Born in Maidstone, Kent, Martin was the son of Dorothy (nee Coveney) and Jack Mortimer. The couple had waited until Jack returned from his wartime service in North Africa to his job in insurance before marrying in 1945. Martin was brought up by his mother on his grandparents’ farm, Spout House, in the Kent countryside near Leeds, after his father died of cancer while Dorothy was pregnant with him.
He went to Sutton Valence school in Maidstone, then studied agricultural botany at the University of Wales, Bangor, in 1969, and completed a PhD in plant ecology there in 1972. As a Lord Leverhulme postdoctoral research fellow (1972-75), investigating the genetics of the Phytophthora group of plant pathogens, his time was divided between Bangor and the University of Wisconsin-Madison. In 1975 he was appointed a lecturer in botany at the University of Liverpool, where he worked for the remainder of his career.
Martin was seconded in 1996 as a weed ecologist to the International Rice Research Institute (IRRI) in Manila, the Philippines, where he researched the ecology and management of weeds in direct-seeded rice in south and south-east Asia. He established an international reputation and his work was of prime importance in overcoming crop production problems in countries such as India, Bangladesh and the Philippines.
He returned to Liverpool in 2002, becoming a professor in agricultural ecology in 2007. More recently, Martin played a major role in founding the N8 AgriFood programme and in setting up the University of Liverpool’s Centre of Excellence for Sustainable Food Systems. He also led Liverpool’s international collaboration with universities in the Philippines.

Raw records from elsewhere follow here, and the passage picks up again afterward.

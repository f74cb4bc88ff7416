//! Merging TIFF files into one multi-frame container

use log::{debug, error, info, warn};
use std::fs::{self, File};
use std::io::BufWriter;
use std::path::{Path, PathBuf};
use tempfile::NamedTempFile;

use crate::io::byte_order::ByteOrder;
use crate::sequence::outcome::{Outcome, Report};
use crate::sequence::{check_extension, verify_decodable, WriteOptions};
use crate::tiff::constants::{header, limits};
use crate::tiff::errors::{TiffError, TiffResult};
use crate::tiff::frame::TiffSource;
use crate::tiff::writer::{TiffWriter, WRITE_BUFFER_SIZE};
use crate::utils::ifd_utils;
use crate::utils::logger::Logger;
use crate::utils::progress::ProgressTracker;

/// Per-frame allowance for the page tags and alignment added on merge
const FRAME_OVERHEAD_ESTIMATE: u64 = 64;

/// Merges `sources`, in order, into a new container at `destination`
///
/// Each source contributes one frame, its first, so N sources give an
/// N-frame container. All sources are opened before the destination is
/// touched. With `options.atomic` the container is built in a temporary
/// file next to the destination and renamed over it once complete, so a
/// failed merge leaves no partial file behind.
pub fn merge(
    sources: &[PathBuf],
    destination: &Path,
    options: &WriteOptions,
    logger: &Logger,
    progress: &ProgressTracker,
) -> Outcome {
    if sources.is_empty() {
        return Outcome::Rejected("Please select file(s) to continue.".to_string());
    }

    let result = merge_sources(sources, destination, options, logger, progress);
    if let Err(e) = &result {
        error!("Merge into {} failed: {}", destination.display(), e);
    }
    result.into()
}

fn merge_sources(
    sources: &[PathBuf],
    destination: &Path,
    options: &WriteOptions,
    logger: &Logger,
    progress: &ProgressTracker,
) -> TiffResult<Report> {
    info!("Merging {} files into {}", sources.len(), destination.display());
    logger.log(&format!("Merging {} files into {}", sources.len(), destination.display()))?;

    let mut opened = Vec::with_capacity(sources.len());
    for path in sources {
        check_extension(path);
        let source = TiffSource::open(path, logger)?;
        if source.frame_count() > 1 {
            warn!("{} holds {} frames, only the first is merged", path.display(), source.frame_count());
        }
        opened.push(source);
    }

    if options.verify {
        for path in sources {
            verify_decodable(path)?;
        }
    }

    let byte_order = opened.first()
        .map(TiffSource::byte_order)
        .ok_or_else(|| TiffError::GenericError("No sources to merge".to_string()))?;
    let total_frames = opened.len();
    let is_big_tiff = needs_big_tiff(&opened, options)?;
    progress.set_total(total_frames as u64);

    if options.atomic {
        let directory = parent_directory(destination);
        let temporary = NamedTempFile::new_in(directory).map_err(|e| {
            TiffError::GenericError(format!("Cannot create a temporary file in {}: {}", directory.display(), e))
        })?;
        debug!("Building {} at {}", destination.display(), temporary.path().display());

        // Dropping the temporary file on any error removes it
        write_container(&mut opened, temporary.as_file(), byte_order, is_big_tiff, logger, progress)?;
        temporary.persist(destination).map_err(|e| {
            TiffError::GenericError(format!("Cannot move {} to {}: {}",
                                            e.file.path().display(), destination.display(), e.error))
        })?;
    } else {
        ensure_not_a_source(&opened, destination)?;
        let file = File::create(destination).map_err(|e| {
            TiffError::GenericError(format!("Cannot create {}: {}", destination.display(), e))
        })?;
        write_container(&mut opened, &file, byte_order, is_big_tiff, logger, progress)?;
    }

    logger.log(&format!("Merged {} frames into {}", total_frames, destination.display()))?;
    info!("Merged {} frames from {} files into {}", total_frames, sources.len(), destination.display());

    Ok(Report {
        frames_written: total_frames,
        outputs: vec![destination.to_path_buf()],
    })
}

/// Writes the first frame of each source, in order, into `file`
fn write_container(
    sources: &mut [TiffSource<'_>],
    file: &File,
    byte_order: ByteOrder,
    is_big_tiff: bool,
    logger: &Logger,
    progress: &ProgressTracker,
) -> TiffResult<()> {
    let total_frames = sources.len();
    info!("Writing {} {} container with {} frames",
          if is_big_tiff { "BigTIFF" } else { "TIFF" }, byte_order.name(), total_frames);

    let buffered = BufWriter::with_capacity(WRITE_BUFFER_SIZE, file);
    let mut writer = TiffWriter::new(buffered, byte_order, is_big_tiff, logger)?;

    for (page, source) in sources.iter_mut().enumerate() {
        let mut frame = source.read_frame(0)?;
        if total_frames > 1 {
            frame.set_page(page, total_frames);
        } else {
            frame.clear_page();
        }

        writer.append_frame(&frame).map_err(|e| {
            error!("Cannot append {} as frame {}", source.path().display(), page);
            e
        })?;

        progress.increment(1);
    }

    let buffered = writer.finish()?;
    buffered.into_inner()
        .map_err(|e| TiffError::IoError(e.into_error()))?
        .sync_all()?;
    Ok(())
}

/// Decides between classic TIFF and BigTIFF for the merged container
fn needs_big_tiff(sources: &[TiffSource<'_>], options: &WriteOptions) -> TiffResult<bool> {
    if options.force_big_tiff {
        return Ok(true);
    }

    if let Some(source) = sources.iter().find(|source| source.is_big_tiff()) {
        info!("Writing BigTIFF since {} is a BigTIFF", source.path().display());
        return Ok(true);
    }

    let mut estimate = header::TIFF_HEADER_SIZE;
    for source in sources {
        estimate += fs::metadata(source.path())?.len();
        estimate += source.frame_count() as u64
            * (FRAME_OVERHEAD_ESTIMATE + ifd_utils::entry_size(false));
    }

    if estimate > limits::CLASSIC_MAX_OFFSET {
        info!("Writing BigTIFF since the output may reach {} bytes", estimate);
        return Ok(true);
    }

    Ok(false)
}

/// Directory the temporary container is created in
fn parent_directory(destination: &Path) -> &Path {
    match destination.parent() {
        Some(parent) if !parent.as_os_str().is_empty() => parent,
        _ => Path::new("."),
    }
}

/// Refuses an in-place merge that would truncate one of its own sources
fn ensure_not_a_source(sources: &[TiffSource<'_>], destination: &Path) -> TiffResult<()> {
    let Ok(destination) = fs::canonicalize(destination) else {
        return Ok(());
    };

    for source in sources {
        if fs::canonicalize(source.path()).map(|path| path == destination).unwrap_or(false) {
            return Err(TiffError::GenericError(format!(
                "Output {} is also an input; enable atomic writes to replace it",
                destination.display())));
        }
    }

    Ok(())
}

#[cfg(test)]
mod tests {
    use super::*;
    use tempfile::tempdir;

    use crate::tiff::tests::test_utils::{build_tiff, gray_frame};

    fn write_fixture(path: &Path, frames: &[crate::tiff::tests::test_utils::FrameSpec]) {
        fs::write(path, build_tiff(ByteOrder::LittleEndian, false, frames)).unwrap();
    }

    fn file_names(dir: &Path) -> Vec<String> {
        let mut names: Vec<String> = fs::read_dir(dir).unwrap()
            .map(|entry| entry.unwrap().file_name().to_string_lossy().into_owned())
            .collect();
        names.sort();
        names
    }

    #[test]
    fn temporary_file_is_created_beside_the_destination() {
        assert_eq!(parent_directory(Path::new("/out/merged.tif")), Path::new("/out"));
        assert_eq!(parent_directory(Path::new("merged.tif")), Path::new("."));
    }

    #[test]
    fn empty_source_list_is_rejected() {
        let logger = Logger::disabled();
        let outcome = merge(&[], Path::new("out.tif"), &WriteOptions::default(),
                            &logger, &ProgressTracker::hidden());
        assert!(matches!(outcome, Outcome::Rejected(_)));
    }

    #[test]
    fn failed_rename_leaves_no_temporary_file() {
        let dir = tempdir().unwrap();
        let a = dir.path().join("a.tif");
        let b = dir.path().join("b.tif");
        write_fixture(&a, &[gray_frame(2, 2, 0)]);
        write_fixture(&b, &[gray_frame(2, 2, 9)]);

        // A non-empty directory cannot be replaced by a file
        let destination = dir.path().join("out.tif");
        fs::create_dir(&destination).unwrap();
        fs::write(destination.join("keep"), b"").unwrap();

        let logger = Logger::disabled();
        let outcome = merge(&[a, b], &destination, &WriteOptions::default(),
                            &logger, &ProgressTracker::hidden());

        assert!(matches!(outcome, Outcome::Failed(_)));
        assert_eq!(file_names(dir.path()), vec!["a.tif", "b.tif", "out.tif"]);
        assert!(destination.join("keep").exists());
    }

    #[test]
    fn existing_file_named_like_a_temporary_is_left_alone() {
        let dir = tempdir().unwrap();
        let a = dir.path().join("a.tif");
        let b = dir.path().join("b.tif");
        write_fixture(&a, &[gray_frame(2, 2, 0)]);
        write_fixture(&b, &[gray_frame(2, 2, 9)]);
        let bystander = dir.path().join("out.tif.tmp");
        fs::write(&bystander, b"user data").unwrap();

        let logger = Logger::disabled();
        let destination = dir.path().join("out.tif");
        let outcome = merge(&[a, b], &destination, &WriteOptions::default(),
                            &logger, &ProgressTracker::hidden());

        assert!(outcome.is_success());
        assert_eq!(fs::read(&bystander).unwrap(), b"user data".to_vec());
        assert_eq!(file_names(dir.path()), vec!["a.tif", "b.tif", "out.tif", "out.tif.tmp"]);
    }

    #[test]
    fn multi_frame_source_contributes_its_first_frame() {
        let dir = tempdir().unwrap();
        let multi = dir.path().join("multi.tif");
        let single = dir.path().join("single.tif");
        let first_page = gray_frame(3, 3, 10);
        let expected = first_page.pixels.clone();
        write_fixture(&multi, &[first_page, gray_frame(3, 3, 20)]);
        write_fixture(&single, &[gray_frame(2, 2, 30)]);

        let logger = Logger::disabled();
        let destination = dir.path().join("out.tif");
        let outcome = merge(&[multi, single], &destination, &WriteOptions::default(),
                            &logger, &ProgressTracker::hidden());
        assert_eq!(outcome.report().map(|report| report.frames_written), Some(2));

        let mut merged = TiffSource::open(&destination, &logger).unwrap();
        assert_eq!(merged.frame_count(), 2);
        assert_eq!(merged.read_frame(0).unwrap().chunks, vec![expected]);
        assert_eq!(merged.read_frame(1).unwrap().dimensions(), Some((2, 2)));
    }

    #[test]
    fn undecodable_source_fails_verification_before_any_output() {
        let dir = tempdir().unwrap();
        let good = dir.path().join("good.tif");
        let unknown = dir.path().join("unknown.tif");
        write_fixture(&good, &[gray_frame(4, 4, 0)]);

        // Well-formed container, but no decoder knows this compression
        let mut frame = gray_frame(4, 4, 1);
        frame.compression = 50_000;
        write_fixture(&unknown, &[frame]);

        let logger = Logger::disabled();
        let destination = dir.path().join("out.tif");
        let sources = vec![good, unknown];

        let verified = WriteOptions { verify: true, ..WriteOptions::default() };
        let outcome = merge(&sources, &destination, &verified, &logger, &ProgressTracker::hidden());
        assert!(matches!(outcome, Outcome::Failed(TiffError::GenericError(_))));
        assert_eq!(file_names(dir.path()), vec!["good.tif", "unknown.tif"]);

        // The container itself is fine to relocate
        let outcome = merge(&sources, &destination, &WriteOptions::default(),
                            &logger, &ProgressTracker::hidden());
        assert!(outcome.is_success());
    }
}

Martin published widely in his chosen field. With a colleague, Mike Begon, he wrote the influential undergraduate textbook Population Ecology (1981), which was a key text bringing together the population dynamics of both animals and plants, described in the Biologist as “without doubt … the best introduction” to the field.
Once he was semi-retired, the family moved to North Wales. Facing the Llantysilio mountains, near Llangollen, he was most often found on his ride-on mower, planting trees, landscaping, beekeeping and tending to the estate. He was diagnosed with a brain tumour eight weeks before his death.
Martin met Sue Cusden (nee Hindley) on a blind date at a New Year’s Eve gathering and they married in 1979. She survives him along with their children, Fergus, Andrea and me, and grandchildren, Jessica, Philippa and Leo.